What you should do: Every line from the start of the records below to the line containing "if chars.len() <= 4" should be retyped exactly, that line included, and no others.

Dataset entries:
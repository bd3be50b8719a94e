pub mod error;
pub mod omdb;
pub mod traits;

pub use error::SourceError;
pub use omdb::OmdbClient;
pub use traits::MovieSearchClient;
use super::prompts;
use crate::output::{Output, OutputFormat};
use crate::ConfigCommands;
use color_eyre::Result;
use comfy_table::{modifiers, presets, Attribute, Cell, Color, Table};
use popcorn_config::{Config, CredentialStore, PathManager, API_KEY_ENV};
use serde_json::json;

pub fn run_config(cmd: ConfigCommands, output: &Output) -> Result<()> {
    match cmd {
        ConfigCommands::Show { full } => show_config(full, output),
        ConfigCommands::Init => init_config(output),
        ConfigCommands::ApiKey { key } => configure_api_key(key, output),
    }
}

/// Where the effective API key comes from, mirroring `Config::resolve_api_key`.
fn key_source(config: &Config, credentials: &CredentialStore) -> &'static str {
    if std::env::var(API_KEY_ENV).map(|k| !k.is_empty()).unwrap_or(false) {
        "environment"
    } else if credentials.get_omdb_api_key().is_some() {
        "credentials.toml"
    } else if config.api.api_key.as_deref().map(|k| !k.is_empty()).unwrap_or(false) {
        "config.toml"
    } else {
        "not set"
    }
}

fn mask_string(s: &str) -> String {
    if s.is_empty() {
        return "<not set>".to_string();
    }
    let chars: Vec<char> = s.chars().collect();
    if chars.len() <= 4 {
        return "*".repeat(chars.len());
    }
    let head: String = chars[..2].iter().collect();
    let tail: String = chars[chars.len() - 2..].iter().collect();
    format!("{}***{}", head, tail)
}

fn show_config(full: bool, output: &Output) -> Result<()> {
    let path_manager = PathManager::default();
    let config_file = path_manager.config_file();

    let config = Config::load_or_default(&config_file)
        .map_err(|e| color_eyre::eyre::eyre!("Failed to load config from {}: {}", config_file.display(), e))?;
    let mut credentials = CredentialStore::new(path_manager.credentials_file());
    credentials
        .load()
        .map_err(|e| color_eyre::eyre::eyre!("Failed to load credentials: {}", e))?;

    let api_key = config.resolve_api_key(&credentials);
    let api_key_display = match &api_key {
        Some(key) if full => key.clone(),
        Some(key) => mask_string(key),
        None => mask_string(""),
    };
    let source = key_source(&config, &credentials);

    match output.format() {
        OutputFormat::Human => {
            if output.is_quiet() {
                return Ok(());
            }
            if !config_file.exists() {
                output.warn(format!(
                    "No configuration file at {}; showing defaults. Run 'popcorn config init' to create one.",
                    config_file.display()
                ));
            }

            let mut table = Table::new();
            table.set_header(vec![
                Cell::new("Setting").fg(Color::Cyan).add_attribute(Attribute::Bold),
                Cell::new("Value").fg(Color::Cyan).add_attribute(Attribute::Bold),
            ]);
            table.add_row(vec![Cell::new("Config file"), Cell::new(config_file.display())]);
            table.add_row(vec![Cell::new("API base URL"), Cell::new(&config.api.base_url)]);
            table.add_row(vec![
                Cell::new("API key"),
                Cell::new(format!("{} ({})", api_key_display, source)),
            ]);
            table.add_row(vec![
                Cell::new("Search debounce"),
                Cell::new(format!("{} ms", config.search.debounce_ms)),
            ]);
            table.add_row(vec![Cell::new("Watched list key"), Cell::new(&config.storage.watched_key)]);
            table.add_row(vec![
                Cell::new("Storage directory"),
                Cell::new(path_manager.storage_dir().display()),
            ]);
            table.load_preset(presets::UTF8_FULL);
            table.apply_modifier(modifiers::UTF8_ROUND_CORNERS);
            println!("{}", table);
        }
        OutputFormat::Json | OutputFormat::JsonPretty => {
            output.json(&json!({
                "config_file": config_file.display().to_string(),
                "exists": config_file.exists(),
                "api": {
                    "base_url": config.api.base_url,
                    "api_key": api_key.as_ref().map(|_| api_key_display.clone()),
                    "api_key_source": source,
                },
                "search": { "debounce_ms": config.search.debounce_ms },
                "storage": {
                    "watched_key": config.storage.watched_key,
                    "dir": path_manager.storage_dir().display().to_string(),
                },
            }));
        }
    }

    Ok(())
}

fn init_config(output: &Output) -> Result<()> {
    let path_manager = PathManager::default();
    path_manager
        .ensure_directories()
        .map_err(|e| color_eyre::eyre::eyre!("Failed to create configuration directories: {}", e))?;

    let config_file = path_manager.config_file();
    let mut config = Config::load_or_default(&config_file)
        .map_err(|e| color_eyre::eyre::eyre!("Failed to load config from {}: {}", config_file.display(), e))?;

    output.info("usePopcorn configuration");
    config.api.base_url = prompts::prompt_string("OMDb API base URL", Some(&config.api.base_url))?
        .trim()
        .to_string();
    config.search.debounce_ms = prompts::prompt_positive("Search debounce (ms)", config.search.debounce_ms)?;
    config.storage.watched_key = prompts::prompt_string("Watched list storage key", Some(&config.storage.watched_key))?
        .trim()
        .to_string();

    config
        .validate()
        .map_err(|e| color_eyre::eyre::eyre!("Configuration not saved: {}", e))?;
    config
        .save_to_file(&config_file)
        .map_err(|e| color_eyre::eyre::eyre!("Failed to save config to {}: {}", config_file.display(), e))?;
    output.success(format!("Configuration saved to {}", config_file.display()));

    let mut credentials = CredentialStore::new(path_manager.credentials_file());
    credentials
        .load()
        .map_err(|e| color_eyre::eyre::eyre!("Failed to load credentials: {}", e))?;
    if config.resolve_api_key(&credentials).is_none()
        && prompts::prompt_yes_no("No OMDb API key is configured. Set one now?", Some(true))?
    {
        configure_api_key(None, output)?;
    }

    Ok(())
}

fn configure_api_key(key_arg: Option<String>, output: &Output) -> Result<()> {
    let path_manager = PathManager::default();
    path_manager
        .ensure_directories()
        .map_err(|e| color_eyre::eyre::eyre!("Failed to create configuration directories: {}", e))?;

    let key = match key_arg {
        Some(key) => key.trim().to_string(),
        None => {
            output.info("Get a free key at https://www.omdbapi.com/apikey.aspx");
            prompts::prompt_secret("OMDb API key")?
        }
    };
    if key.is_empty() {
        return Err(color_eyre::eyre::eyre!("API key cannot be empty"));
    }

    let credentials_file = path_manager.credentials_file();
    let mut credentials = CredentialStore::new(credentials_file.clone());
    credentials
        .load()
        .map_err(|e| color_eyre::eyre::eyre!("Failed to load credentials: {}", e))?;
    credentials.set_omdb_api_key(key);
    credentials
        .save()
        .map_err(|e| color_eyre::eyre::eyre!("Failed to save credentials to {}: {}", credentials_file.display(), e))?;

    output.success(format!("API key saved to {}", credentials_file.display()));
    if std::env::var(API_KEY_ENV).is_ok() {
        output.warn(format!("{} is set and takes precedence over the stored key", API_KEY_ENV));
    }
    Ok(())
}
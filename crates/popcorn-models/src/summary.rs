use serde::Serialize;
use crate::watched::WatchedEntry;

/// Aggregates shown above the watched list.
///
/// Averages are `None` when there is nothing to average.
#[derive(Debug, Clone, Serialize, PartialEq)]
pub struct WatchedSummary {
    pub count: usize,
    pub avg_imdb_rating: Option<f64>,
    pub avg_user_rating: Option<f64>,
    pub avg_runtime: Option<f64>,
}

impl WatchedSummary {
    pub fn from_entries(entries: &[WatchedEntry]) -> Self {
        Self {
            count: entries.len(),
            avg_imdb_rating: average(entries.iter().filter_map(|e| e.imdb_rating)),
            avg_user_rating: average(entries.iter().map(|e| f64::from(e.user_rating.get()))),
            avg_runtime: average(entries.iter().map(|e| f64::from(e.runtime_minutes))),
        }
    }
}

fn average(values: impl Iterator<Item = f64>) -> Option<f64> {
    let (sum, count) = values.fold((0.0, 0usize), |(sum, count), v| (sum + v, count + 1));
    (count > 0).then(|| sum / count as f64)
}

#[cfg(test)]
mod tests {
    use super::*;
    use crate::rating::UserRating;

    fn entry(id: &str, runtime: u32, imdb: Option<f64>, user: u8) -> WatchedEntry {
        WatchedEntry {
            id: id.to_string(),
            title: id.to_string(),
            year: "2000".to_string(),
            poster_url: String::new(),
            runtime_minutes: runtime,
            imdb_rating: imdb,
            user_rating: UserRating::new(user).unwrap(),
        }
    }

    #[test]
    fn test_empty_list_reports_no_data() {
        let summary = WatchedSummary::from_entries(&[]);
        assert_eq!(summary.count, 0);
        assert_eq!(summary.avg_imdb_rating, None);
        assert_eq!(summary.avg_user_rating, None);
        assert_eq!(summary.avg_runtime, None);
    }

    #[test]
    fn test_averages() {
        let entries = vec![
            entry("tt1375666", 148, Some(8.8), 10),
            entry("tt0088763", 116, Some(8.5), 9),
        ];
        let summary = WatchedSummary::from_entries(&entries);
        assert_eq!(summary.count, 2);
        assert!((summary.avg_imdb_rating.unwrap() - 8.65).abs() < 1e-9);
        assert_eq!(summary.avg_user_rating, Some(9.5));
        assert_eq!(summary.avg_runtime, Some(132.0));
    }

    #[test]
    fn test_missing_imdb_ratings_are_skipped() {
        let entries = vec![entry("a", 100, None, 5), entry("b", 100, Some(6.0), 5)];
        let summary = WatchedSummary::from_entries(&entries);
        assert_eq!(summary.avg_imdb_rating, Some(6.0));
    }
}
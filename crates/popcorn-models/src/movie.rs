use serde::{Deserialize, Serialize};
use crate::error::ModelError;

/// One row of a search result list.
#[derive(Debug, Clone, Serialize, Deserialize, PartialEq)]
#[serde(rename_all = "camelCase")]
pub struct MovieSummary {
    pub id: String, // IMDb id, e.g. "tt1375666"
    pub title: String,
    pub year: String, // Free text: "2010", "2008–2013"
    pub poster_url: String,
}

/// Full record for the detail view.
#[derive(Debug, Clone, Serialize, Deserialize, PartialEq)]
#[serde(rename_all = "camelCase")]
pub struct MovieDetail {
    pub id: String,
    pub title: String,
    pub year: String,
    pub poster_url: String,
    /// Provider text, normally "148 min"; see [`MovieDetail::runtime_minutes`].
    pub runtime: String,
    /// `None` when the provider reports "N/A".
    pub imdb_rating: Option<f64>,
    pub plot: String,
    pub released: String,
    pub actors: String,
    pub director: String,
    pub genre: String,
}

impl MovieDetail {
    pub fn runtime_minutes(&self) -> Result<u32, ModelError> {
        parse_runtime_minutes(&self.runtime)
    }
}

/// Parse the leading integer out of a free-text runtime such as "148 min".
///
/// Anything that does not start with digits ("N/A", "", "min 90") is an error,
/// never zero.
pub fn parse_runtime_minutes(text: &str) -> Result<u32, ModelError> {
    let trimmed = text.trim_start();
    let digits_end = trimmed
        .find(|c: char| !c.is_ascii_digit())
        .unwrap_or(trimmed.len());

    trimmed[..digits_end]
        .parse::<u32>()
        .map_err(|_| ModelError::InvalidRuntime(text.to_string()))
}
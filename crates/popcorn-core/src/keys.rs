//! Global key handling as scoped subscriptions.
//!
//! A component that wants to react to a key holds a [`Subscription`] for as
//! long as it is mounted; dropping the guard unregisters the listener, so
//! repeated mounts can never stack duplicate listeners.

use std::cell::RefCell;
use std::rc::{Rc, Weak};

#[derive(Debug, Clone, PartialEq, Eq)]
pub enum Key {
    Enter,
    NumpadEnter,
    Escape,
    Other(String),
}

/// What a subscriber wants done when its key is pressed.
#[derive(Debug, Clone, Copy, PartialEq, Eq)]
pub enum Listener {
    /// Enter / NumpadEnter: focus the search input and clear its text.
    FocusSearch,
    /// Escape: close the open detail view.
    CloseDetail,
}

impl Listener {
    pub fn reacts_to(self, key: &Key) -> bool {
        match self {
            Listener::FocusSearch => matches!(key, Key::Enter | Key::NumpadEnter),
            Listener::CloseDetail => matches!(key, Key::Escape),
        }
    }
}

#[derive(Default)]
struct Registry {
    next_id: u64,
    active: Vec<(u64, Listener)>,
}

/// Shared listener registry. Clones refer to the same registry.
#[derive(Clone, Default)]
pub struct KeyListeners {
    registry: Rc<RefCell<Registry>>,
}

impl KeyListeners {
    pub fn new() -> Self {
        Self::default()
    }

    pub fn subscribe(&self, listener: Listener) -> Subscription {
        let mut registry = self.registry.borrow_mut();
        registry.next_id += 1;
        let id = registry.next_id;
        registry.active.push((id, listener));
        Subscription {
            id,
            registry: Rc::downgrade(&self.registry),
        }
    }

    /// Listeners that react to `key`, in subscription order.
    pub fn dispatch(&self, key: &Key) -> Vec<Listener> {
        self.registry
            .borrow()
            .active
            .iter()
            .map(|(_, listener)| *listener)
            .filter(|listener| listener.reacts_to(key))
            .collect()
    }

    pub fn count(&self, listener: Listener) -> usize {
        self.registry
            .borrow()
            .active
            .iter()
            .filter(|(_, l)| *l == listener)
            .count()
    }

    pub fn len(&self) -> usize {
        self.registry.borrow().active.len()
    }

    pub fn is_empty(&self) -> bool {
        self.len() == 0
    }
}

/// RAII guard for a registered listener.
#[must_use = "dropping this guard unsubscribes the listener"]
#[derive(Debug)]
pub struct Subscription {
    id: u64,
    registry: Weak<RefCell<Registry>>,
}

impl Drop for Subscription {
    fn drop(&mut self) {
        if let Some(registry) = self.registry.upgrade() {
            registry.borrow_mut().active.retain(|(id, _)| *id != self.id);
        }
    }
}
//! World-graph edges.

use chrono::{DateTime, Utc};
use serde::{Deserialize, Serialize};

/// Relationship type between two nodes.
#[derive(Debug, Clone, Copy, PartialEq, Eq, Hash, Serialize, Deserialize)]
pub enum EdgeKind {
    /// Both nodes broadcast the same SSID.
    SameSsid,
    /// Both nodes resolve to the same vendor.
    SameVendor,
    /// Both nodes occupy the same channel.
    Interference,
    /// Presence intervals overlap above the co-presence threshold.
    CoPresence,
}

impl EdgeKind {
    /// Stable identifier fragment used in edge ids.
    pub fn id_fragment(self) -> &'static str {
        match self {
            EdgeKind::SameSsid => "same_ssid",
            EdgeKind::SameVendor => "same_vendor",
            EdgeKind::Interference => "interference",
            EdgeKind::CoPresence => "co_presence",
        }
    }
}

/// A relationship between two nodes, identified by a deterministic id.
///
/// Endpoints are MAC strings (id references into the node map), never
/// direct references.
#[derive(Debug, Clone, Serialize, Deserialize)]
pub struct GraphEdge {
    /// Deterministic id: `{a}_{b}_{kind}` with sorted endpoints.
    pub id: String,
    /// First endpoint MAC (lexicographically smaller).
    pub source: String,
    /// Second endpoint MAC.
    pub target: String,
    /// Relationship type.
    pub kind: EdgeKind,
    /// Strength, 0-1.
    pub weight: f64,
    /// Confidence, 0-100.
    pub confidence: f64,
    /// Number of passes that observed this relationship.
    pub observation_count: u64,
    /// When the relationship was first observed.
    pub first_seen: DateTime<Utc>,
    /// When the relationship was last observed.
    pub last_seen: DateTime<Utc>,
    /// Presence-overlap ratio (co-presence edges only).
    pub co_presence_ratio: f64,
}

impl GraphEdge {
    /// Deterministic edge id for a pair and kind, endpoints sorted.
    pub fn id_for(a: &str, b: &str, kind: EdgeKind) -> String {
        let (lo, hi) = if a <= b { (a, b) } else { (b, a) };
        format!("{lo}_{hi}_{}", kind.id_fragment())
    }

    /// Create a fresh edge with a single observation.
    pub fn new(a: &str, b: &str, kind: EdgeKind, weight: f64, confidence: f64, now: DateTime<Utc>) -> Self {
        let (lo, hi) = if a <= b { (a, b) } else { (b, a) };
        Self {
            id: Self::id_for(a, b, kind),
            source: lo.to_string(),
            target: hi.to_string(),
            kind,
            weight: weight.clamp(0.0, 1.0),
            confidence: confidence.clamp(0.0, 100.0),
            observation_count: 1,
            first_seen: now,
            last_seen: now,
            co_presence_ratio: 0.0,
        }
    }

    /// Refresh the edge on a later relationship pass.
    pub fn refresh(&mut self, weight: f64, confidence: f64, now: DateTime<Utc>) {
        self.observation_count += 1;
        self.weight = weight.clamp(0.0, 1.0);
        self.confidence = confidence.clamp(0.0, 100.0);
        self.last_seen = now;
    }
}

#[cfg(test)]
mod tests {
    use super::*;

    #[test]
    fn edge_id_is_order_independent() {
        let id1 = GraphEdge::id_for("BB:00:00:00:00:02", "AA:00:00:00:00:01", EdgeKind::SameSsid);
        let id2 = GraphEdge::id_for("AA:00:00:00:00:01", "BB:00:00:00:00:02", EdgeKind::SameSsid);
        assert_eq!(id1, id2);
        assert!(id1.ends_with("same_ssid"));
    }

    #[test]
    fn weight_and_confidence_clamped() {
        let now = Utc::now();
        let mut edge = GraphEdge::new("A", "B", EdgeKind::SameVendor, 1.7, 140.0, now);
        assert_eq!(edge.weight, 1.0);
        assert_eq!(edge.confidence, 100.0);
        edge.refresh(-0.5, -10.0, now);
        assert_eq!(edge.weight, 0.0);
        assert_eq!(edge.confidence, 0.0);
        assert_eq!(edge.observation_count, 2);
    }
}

Exercise answer:
repository bd3be50b8719a94e
pub mod error;
pub mod omdb;
pub mod traits;

pub use error::SourceError;
pub use omdb::OmdbClient;
pub use traits::MovieSearchClient;
use super::prompts;
use crate::output::{Output, OutputFormat};
use crate::ConfigCommands;
use color_eyre::Result;
use comfy_table::{modifiers, presets, Attribute, Cell, Color, Table};
use popcorn_config::{Config, CredentialStore, PathManager, API_KEY_ENV};
use serde_json::json;

pub fn run_config(cmd: ConfigCommands, output: &Output) -> Result<()> {
    match cmd {
        ConfigCommands::Show { full } => show_config(full, output),
        ConfigCommands::Init => init_config(output),
        ConfigCommands::ApiKey { key } => configure_api_key(key, output),
    }
}

/// Where the effective API key comes from, mirroring `Config::resolve_api_key`.
fn key_source(config: &Config, credentials: &CredentialStore) -> &'static str {
    if std::env::var(API_KEY_ENV).map(|k| !k.is_empty()).unwrap_or(false) {
        "environment"
    } else if credentials.get_omdb_api_key().is_some() {
        "credentials.toml"
    } else if config.api.api_key.as_deref().map(|k| !k.is_empty()).unwrap_or(false) {
        "config.toml"
    } else {
        "not set"
    }
}

fn mask_string(s: &str) -> String {
    if s.is_empty() {
        return "<not set>".to_string();
    }
    let chars: Vec<char> = s.chars().collect();
    if chars.len() <= 4 {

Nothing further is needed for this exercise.